With his boundless energy he tenaciously and uncompromisingly pursued his beliefs, principles and ideals for the unrestrained rule of law, undiluted democracy, all- embracing and expansive social justice protection of fundamental human rights and respect for the hopes and aspirations of the masses who are victims of misrule of the affairs of the nation.
As a result of his activities, Gani was arrested, detained and charged to court several times. His international passport was seized on many occasions and his residence and Chambers were searched several times. He was beaten up time after time and was deported from one part of the country to another to prevent him from being able to effectively reach out to the masses among whom he was popular. His books were confiscated by the Military regime and his library at Surulere, a suburb of Lagos, were set ablaze. His law Chambers at Anthony Village, Lagos State, were invaded by persons suspected to be agents of the government. The guards were shot, two of them seriously wounded. However, Gani was never deterred, but remained resolute and focused in fighting the cause of justice and equity.
Gani was born on 22 April 1938 to Saheed and MuniratFawehinmi of Ondo, in Ondo State. He had his early education at Ansar-Ud-Deen Primary School, Iyemaja, Ondo from 1947 to 1953 and his secondary school education at Victory College Ikare, a Christian School from 1954 to 1958, under the leadership of the Late Rev. Akinrele where he sat for and passed his West African School Certificate Examination in 1958.
While in college, he was popularly known as “Nation” because of his passion in national, legal and political affairs. He then worked briefly as a law clerk in the High Court of Lagos until 1961. Gani enrolled at the Holborn College of Law,University of London,to read law in 1961. While at University, he lost his father. Notwithstanding, he completed his academic degree in London with a measure of difficulty due to lack of funds as he had to engage in doing various menial jobs. He returned to Nigeria in 1964 and was called to the bar the following year. Gani worked briefly at the law firm of his brother, SaheedFawehinmi before branching out on his own.
Growing rapidly in legal profession, he became the national publicity secretary of the Nigerian Bar Association (NBA) between 1971 to 1973. On 11 June 1993 Gani was awarded the biennial Bruno Kreisky Prize, a prize named in honour of Bruno Kreisky, is awarded to international figures who advance Human rights causes. In 1998, he received the International Bar Association’s ‘Bernard Simmons Award’ in recognition of his human-rights and pro-democracy work. In 1994 he and some other notable Nigerians formed the National Conscience Party of Nigeria which exists till today and he stood for a presidential election in 2003 under the umbrella of the National Conscience Party.
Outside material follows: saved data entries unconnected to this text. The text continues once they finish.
/*!
# Task Tracker

A Kanban task tracker for a small development team, with a Google Sheets
spreadsheet as its only database.

## Overview

Tasks live in the first worksheet of a shared spreadsheet, one row per task,
and every change is appended to a `Logs` worksheet. The web UI shows a
dashboard, a Kanban board, a creation form and the change history. There is
no local database: the spreadsheet is re-read on demand and the task list is
cached in memory between requests.

## Architecture

### Synchronization Layer
- **Connector** - Opens the spreadsheet and keeps the handle for one hour
- **Loader** - Reads and coerces rows, rebuilding sample data when the sheet is unusable
- **Incremental Writer** - Single-cell and batch updates, row appends, full rewrite fallback
- **Id Generator** - Largest id plus one, retried with backoff through rate limits
- **Audit Log** - Append-only rows recording every created or changed field

### Remote API
- Google Sheets v4 and Drive v3 over HTTPS (`reqwest`)
- Service account JWT or a pre-issued bearer token
- An in-memory workbook with the same interface, for tests and offline use

### Presentation Layer
- **Technologies**: Rust, axum, handlebars, plotters
- Dashboard metrics, Kanban columns, history filters
- CSV and XLSX export, PNG charts

## Modules

- **sheets**: `SheetStore` trait, Google Sheets client, in-memory workbook
- **connector**: Cached spreadsheet handle
- **retry**: Exponential backoff with jitter
- **store**: Loader, incremental writer and id generator
- **audit**: Change log worksheet and its filters
- **task**: Task model, labels and coercion rules
- **board**: Kanban columns and card deadlines
- **dashboard**: Metrics, workload and type distribution
- **downloader**: Export functionality (CSV, XLSX)
- **graph**: Chart generation (workload bars, type donut)
- **session**: Acting-user cookie
- **app**: Routing and handlers
- **config**: Settings and constants
- **error**: Error type shared by every module

## Routes

- `/` - Dashboard
- `/kanban` - Board with assignee, type and priority filters; `POST /kanban/{id}` moves a card
- `/tasks/new`, `POST /tasks` - Creation form
- `/history`, `/history.csv` - Audit log and its export
- `/settings` - Connection status, structure check, cache controls
- `/export.csv`, `/export.xlsx` - Task table downloads
- `/charts/workload.png`, `/charts/types.png` - Dashboard charts
- `/api/tasks` - Cached tasks as JSON
*/

pub mod audit;
pub mod board;
pub mod config;
pub mod connector;
pub mod dashboard;
pub mod downloader;
pub mod error;
pub mod retry;
pub mod sheets;
pub mod store;
pub mod task;

#[cfg(feature = "web")]
pub mod app;
#[cfg(feature = "web")]
pub mod graph;
#[cfg(feature = "web")]
pub mod session;

/// Re-export the types most callers need
pub use config::Settings;
pub use connector::Connector;
pub use error::{TrackerError, TrackerResult};
pub use sheets::{MemorySheets, SheetStore};
pub use store::TaskStore;
pub use task::{Priority, Stage, Task, TaskDraft, TaskKind};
In September 2001, Gani was elevated to the rank of Senior Advocate of Nigeria (SAN), the highest legal title in Nigeria.
While in London, he was acquainted with books of revolutionary or radical figures such as Fidel Castro, Winston Churchill, David Ben-Gurion, Gandhi, Mao TseTsung and Karl Marx.
He reigned as a Nigerian author, publisher, philanthropist, social critic, human and civil rights lawyer, politician and a Senior Advocate of Nigeria. He was an avid reader of Daily Times and West African Pilot, the most popular newspapers in Nigeria at the time
Gani, as he was fondly called, died in the early hours of 5 September 2009 after a prolonged battle with lung cancer, at the age of 71. He died as a disappointed man, because of the state of his country at the time of his death.
In his sick bed, he rejected one of the highest national honours that can be bestowed on a citizen by the Nigerian government- Order of the Federal Republic (OFR) in protest of the many years of misrule since Nigeria’s independence.
While Gani rests in God’s bosom, his numerous fans continue to show their love and appreciation for standing for them against all odds.